● **What the exercise asks**
Copy every record exactly, with nothing left out.

● **Given records**
------------------------------------------------

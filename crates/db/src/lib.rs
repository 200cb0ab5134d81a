//! Database layer for profrate.

pub mod entities;
pub mod migrations;
pub mod repositories;
pub mod test_utils;

use profrate_common::{AppError, Config};
use sea_orm::{ConnectOptions, Database, DatabaseConnection};
use std::time::Duration;
use tracing::log::LevelFilter;

/// Initialize database connection.
pub async fn init(config: &Config) -> Result<DatabaseConnection, AppError> {
    let mut opt = ConnectOptions::new(&config.database.url);

    opt.max_connections(config.database.max_connections)
        .min_connections(config.database.min_connections)
        .connect_timeout(Duration::from_secs(10))
        .acquire_timeout(Duration::from_secs(10))
        .idle_timeout(Duration::from_secs(600))
        .max_lifetime(Duration::from_secs(1800))
        .sqlx_logging(true)
        .sqlx_logging_level(LevelFilter::Debug);

    Database::connect(opt)
        .await
        .map_err(|e| AppError::Database(e.to_string()))
}

/// Run pending migrations.
pub async fn migrate(db: &DatabaseConnection) -> Result<(), AppError> {
    use sea_orm_migration::MigratorTrait;
    migrations::Migrator::up(db, None)
        .await
        .map_err(|e| AppError::Database(e.to_string()))
}
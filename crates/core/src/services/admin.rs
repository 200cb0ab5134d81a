//! Administration service.

use profrate_common::AppResult;
use profrate_db::{
    entities::review,
    repositories::{ProfessorRepository, ReviewRepository, ReviewVoteRepository, UserRepository},
};
use serde::Serialize;

/// Number of recent reviews shown on the admin dashboard.
const RECENT_REVIEWS: u64 = 20;

/// Counts and recent activity for the admin dashboard.
#[derive(Debug, Clone, Serialize)]
#[serde(rename_all = "camelCase")]
pub struct AdminOverview {
    pub professor_count: u64,
    pub review_count: u64,
    pub user_count: u64,
    pub vote_count: u64,
    pub recent_reviews: Vec<review::Model>,
}

/// Administration service aggregating moderation data.
#[derive(Clone)]
pub struct AdminService {
    professor_repo: ProfessorRepository,
    review_repo: ReviewRepository,
    user_repo: UserRepository,
    vote_repo: ReviewVoteRepository,
}

impl AdminService {
    /// Create a new admin service.
    #[must_use]
    pub const fn new(
        professor_repo: ProfessorRepository,
        review_repo: ReviewRepository,
        user_repo: UserRepository,
        vote_repo: ReviewVoteRepository,
    ) -> Self {
        Self {
            professor_repo,
            review_repo,
            user_repo,
            vote_repo,
        }
    }

    /// Collect dashboard counts and the most recent reviews.
    pub async fn overview(&self) -> AppResult<AdminOverview> {
        let professor_count = self.professor_repo.count().await?;
        let review_count = self.review_repo.count().await?;
        let user_count = self.user_repo.count().await?;
        let vote_count = self.vote_repo.count().await?;
        let recent_reviews = self.review_repo.find_recent(RECENT_REVIEWS).await?;

        Ok(AdminOverview {
            professor_count,
            review_count,
            user_count,
            vote_count,
            recent_reviews,
        })
    }
}
//! Review vote repository.

use std::sync::Arc;

use crate::entities::{Review, ReviewVote, review, review_vote};
use profrate_common::{AppError, AppResult};
use sea_orm::{
    ActiveModelTrait, ColumnTrait, DatabaseConnection, EntityTrait, PaginatorTrait, QueryFilter,
    TransactionTrait,
    sea_query::Expr,
};

/// Review vote repository for database operations.
#[derive(Clone)]
pub struct ReviewVoteRepository {
    db: Arc<DatabaseConnection>,
}

impl ReviewVoteRepository {
    /// Create a new review vote repository.
    #[must_use]
    pub const fn new(db: Arc<DatabaseConnection>) -> Self {
        Self { db }
    }

    /// Find a vote by user and review.
    pub async fn find_by_user_and_review(
        &self,
        user_id: &str,
        review_id: &str,
    ) -> AppResult<Option<review_vote::Model>> {
        ReviewVote::find()
            .filter(review_vote::Column::UserId.eq(user_id))
            .filter(review_vote::Column::ReviewId.eq(review_id))
            .one(self.db.as_ref())
            .await
            .map_err(|e| AppError::Database(e.to_string()))
    }

    /// Check if a user has voted on a review.
    pub async fn has_voted(&self, user_id: &str, review_id: &str) -> AppResult<bool> {
        Ok(self
            .find_by_user_and_review(user_id, review_id)
            .await?
            .is_some())
    }

    /// Record a vote and bump the matching counter on the review in one
    /// transaction. The vote row's unique `(user_id, review_id)` index makes
    /// a racing duplicate cast fail the insert instead of double-counting.
    pub async fn cast(&self, model: review_vote::ActiveModel) -> AppResult<review_vote::Model> {
        let (review_id, kind) = match (&model.review_id, &model.kind) {
            (sea_orm::ActiveValue::Set(id), sea_orm::ActiveValue::Set(kind)) => {
                (id.clone(), *kind)
            }
            _ => return Err(AppError::Internal("vote without review id or kind".to_string())),
        };

        let counter = match kind {
            review_vote::VoteKind::Up => review::Column::Upvotes,
            review_vote::VoteKind::Down => review::Column::Downvotes,
        };

        let txn = self
            .db
            .begin()
            .await
            .map_err(|e| AppError::Database(e.to_string()))?;

        let created = model
            .insert(&txn)
            .await
            .map_err(|e| AppError::Database(e.to_string()))?;

        Review::update_many()
            .col_expr(counter, Expr::col(counter).add(1))
            .filter(review::Column::Id.eq(&review_id))
            .exec(&txn)
            .await
            .map_err(|e| AppError::Database(e.to_string()))?;

        txn.commit()
            .await
            .map_err(|e| AppError::Database(e.to_string()))?;

        Ok(created)
    }

    /// Count all votes.
    pub async fn count(&self) -> AppResult<u64> {
        ReviewVote::find()
            .count(self.db.as_ref())
            .await
            .map_err(|e| AppError::Database(e.to_string()))
    }
}

#[cfg(test)]
#[allow(clippy::unwrap_used)]
mod tests {
    use super::*;
    use chrono::Utc;
    use sea_orm::{DatabaseBackend, MockDatabase};

    fn create_test_vote(
        id: &str,
        user_id: &str,
        review_id: &str,
        kind: review_vote::VoteKind,
    ) -> review_vote::Model {
        review_vote::Model {
            id: id.to_string(),
            review_id: review_id.to_string(),
            user_id: user_id.to_string(),
            kind,
            created_at: Utc::now().into(),
        }
    }

    #[tokio::test]
    async fn test_has_voted_true() {
        let vote = create_test_vote("v1", "u1", "r1", review_vote::VoteKind::Up);

        let db = Arc::new(
            MockDatabase::new(DatabaseBackend::Postgres)
                .append_query_results([[vote.clone()]])
                .into_connection(),
        );

        let repo = ReviewVoteRepository::new(db);
        assert!(repo.has_voted("u1", "r1").await.unwrap());
    }

    #[tokio::test]
    async fn test_has_voted_false() {
        let db = Arc::new(
            MockDatabase::new(DatabaseBackend::Postgres)
                .append_query_results([Vec::<review_vote::Model>::new()])
                .into_connection(),
        );

        let repo = ReviewVoteRepository::new(db);
        assert!(!repo.has_voted("u1", "r1").await.unwrap());
    }
}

------------------------------------------------

● **Reply to the task**
filename crates/db/src/lib.rs
repository 200cb0ab5134d81a
//! Database layer for profrate.

pub mod entities;
pub mod migrations;
pub mod repositories;
pub mod test_utils;

use profrate_common::{AppError, Config};
use sea_orm::{ConnectOptions, Database, DatabaseConnection};
use std::time::Duration;
use tracing::log::LevelFilter;

/// Initialize database connection.
pub async fn init(config: &Config) -> Result<DatabaseConnection, AppError> {
    let mut opt = ConnectOptions::new(&config.database.url);

    opt.max_connections(config.database.max_connections)
        .min_connections(config.database.min_connections)
        .connect_timeout(Duration::from_secs(10))
        .acquire_timeout(Duration::from_secs(10))
        .idle_timeout(Duration::from_secs(600))
        .max_lifetime(Duration::from_secs(1800))
        .sqlx_logging(true)
        .sqlx_logging_level(LevelFilter::Debug);

    Database::connect(opt)
        .await
        .map_err(|e| AppError::Database(e.to_string()))
}

/// Run pending migrations.
pub async fn migrate(db: &DatabaseConnection) -> Result<(), AppError> {
    use sea_orm_migration::MigratorTrait;
    migrations::Migrator::up(db, None)
        .await
        .map_err(|e| AppError::Database(e.to_string()))
}
filename crates/core/src/services/admin.rs
repository 200cb0ab5134d81a
//! Administration service.

use profrate_common::AppResult;
use profrate_db::{
    entities::review,
    repositories::{ProfessorRepository, ReviewRepository, ReviewVoteRepository, UserRepository},
};
use serde::Serialize;

/// Number of recent reviews shown on the admin dashboard.
const RECENT_REVIEWS: u64 = 20;

/// Counts and recent activity for the admin dashboard.
#[derive(Debug, Clone, Serialize)]
#[serde(rename_all = "camelCase")]
pub struct AdminOverview {
    pub professor_count: u64,
    pub review_count: u64,
    pub user_count: u64,
    pub vote_count: u64,
    pub recent_reviews: Vec<review::Model>,
}

/// Administration service aggregating moderation data.
#[derive(Clone)]
pub struct AdminService {
    professor_repo: ProfessorRepository,
    review_repo: ReviewRepository,
    user_repo: UserRepository,
    vote_repo: ReviewVoteRepository,
}

impl AdminService {
    /// Create a new admin service.
    #[must_use]
    pub const fn new(
        professor_repo: ProfessorRepository,
        review_repo: ReviewRepository,
        user_repo: UserRepository,
        vote_repo: ReviewVoteRepository,
    ) -> Self {
        Self {
            professor_repo,
            review_repo,
            user_repo,
            vote_repo,
        }
    }

    /// Collect dashboard counts and the most recent reviews.
    pub async fn overview(&self) -> AppResult<AdminOverview> {
        let professor_count = self.professor_repo.count().await?;
        let review_count = self.review_repo.count().await?;
        let user_count = self.user_repo.count().await?;
        let vote_count = self.vote_repo.count().await?;
        let recent_reviews = self.review_repo.find_recent(RECENT_REVIEWS).await?;

        Ok(AdminOverview {
            professor_count,
            review_count,
            user_count,
            vote_count,
            recent_reviews,
        })
    }
}
//! Review vote repository.

use std::sync::Arc;

use crate::entities::{Review, ReviewVote, review, review_vote};
use profrate_common::{AppError, AppResult};
use sea_orm::{
    ActiveModelTrait, ColumnTrait, DatabaseConnection, EntityTrait, PaginatorTrait, QueryFilter,
    TransactionTrait,
    sea_query::Expr,
};

/// Review vote repository for database operations.
#[derive(Clone)]
pub struct ReviewVoteRepository {
    db: Arc<DatabaseConnection>,
}

impl ReviewVoteRepository {
    /// Create a new review vote repository.
    #[must_use]
    pub const fn new(db: Arc<DatabaseConnection>) -> Self {
        Self { db }
    }

    /// Find a vote by user and review.
    pub async fn find_by_user_and_review(
        &self,
        user_id: &str,
        review_id: &str,
    ) -> AppResult<Option<review_vote::Model>> {
        ReviewVote::find()
            .filter(review_vote::Column::UserId.eq(user_id))
            .filter(review_vote::Column::ReviewId.eq(review_id))
            .one(self.db.as_ref())
            .await
            .map_err(|e| AppError::Database(e.to_string()))
    }

    /// Check if a user has voted on a review.
    pub async fn has_voted(&self, user_id: &str, review_id: &str) -> AppResult<bool> {
        Ok(self
            .find_by_user_and_review(user_id, review_id)
            .await?
            .is_some())
    }

    /// Record a vote and bump the matching counter on the review in one
    /// transaction. The vote row's unique `(user_id, review_id)` index makes
    /// a racing duplicate cast fail the insert instead of double-counting.
    pub async fn cast(&self, model: review_vote::ActiveModel) -> AppResult<review_vote::Model> {
        let (review_id, kind) = match (&model.review_id, &model.kind) {
            (sea_orm::ActiveValue::Set(id), sea_orm::ActiveValue::Set(kind)) => {
                (id.clone(), *kind)
            }
            _ => return Err(AppError::Internal("vote without review id or kind".to_string())),
        };

        let counter = match kind {
            review_vote::VoteKind::Up => review::Column::Upvotes,
            review_vote::VoteKind::Down => review::Column::Downvotes,
        };

        let txn = self
            .db
            .begin()
            .await
            .map_err(|e| AppError::Database(e.to_string()))?;

        let created = model
            .insert(&txn)
            .await
            .map_err(|e| AppError::Database(e.to_string()))?;

        Review::update_many()
            .col_expr(counter, Expr::col(counter).add(1))
            .filter(review::Column::Id.eq(&review_id))
            .exec(&txn)
            .await
            .map_err(|e| AppError::Database(e.to_string()))?;

        txn.commit()
            .await
            .map_err(|e| AppError::Database(e.to_string()))?;

        Ok(created)
    }

    /// Count all votes.
    pub async fn count(&self) -> AppResult<u64> {
        ReviewVote::find()
            .count(self.db.as_ref())
            .await
            .map_err(|e| AppError::Database(e.to_string()))
    }
}

#[cfg(test)]
#[allow(clippy::unwrap_used)]
mod tests {
    use super::*;
    use chrono::Utc;
    use sea_orm::{DatabaseBackend, MockDatabase};

    fn create_test_vote(
        id: &str,
        user_id: &str,
        review_id: &str,
        kind: review_vote::VoteKind,
    ) -> review_vote::Model {
        review_vote::Model {
            id: id.to_string(),
            review_id: review_id.to_string(),
            user_id: user_id.to_string(),
            kind,
            created_at: Utc::now().into(),
        }
    }

    #[tokio::test]
    async fn test_has_voted_true() {
        let vote = create_test_vote("v1", "u1", "r1", review_vote::VoteKind::Up);

        let db = Arc::new(
            MockDatabase::new(DatabaseBackend::Postgres)
                .append_query_results([[vote.clone()]])
                .into_connection(),
        );

        let repo = ReviewVoteRepository::new(db);
        assert!(repo.has_voted("u1", "r1").await.unwrap());
    }

    #[tokio::test]
    async fn test_has_voted_false() {
        let db = Arc::new(
            MockDatabase::new(DatabaseBackend::Postgres)
                .append_query_results([Vec::<review_vote::Model>::new()])
                .into_connection(),
        );

        let repo = ReviewVoteRepository::new(db);
        assert!(!repo.has_voted("u1", "r1").await.unwrap());
    }
}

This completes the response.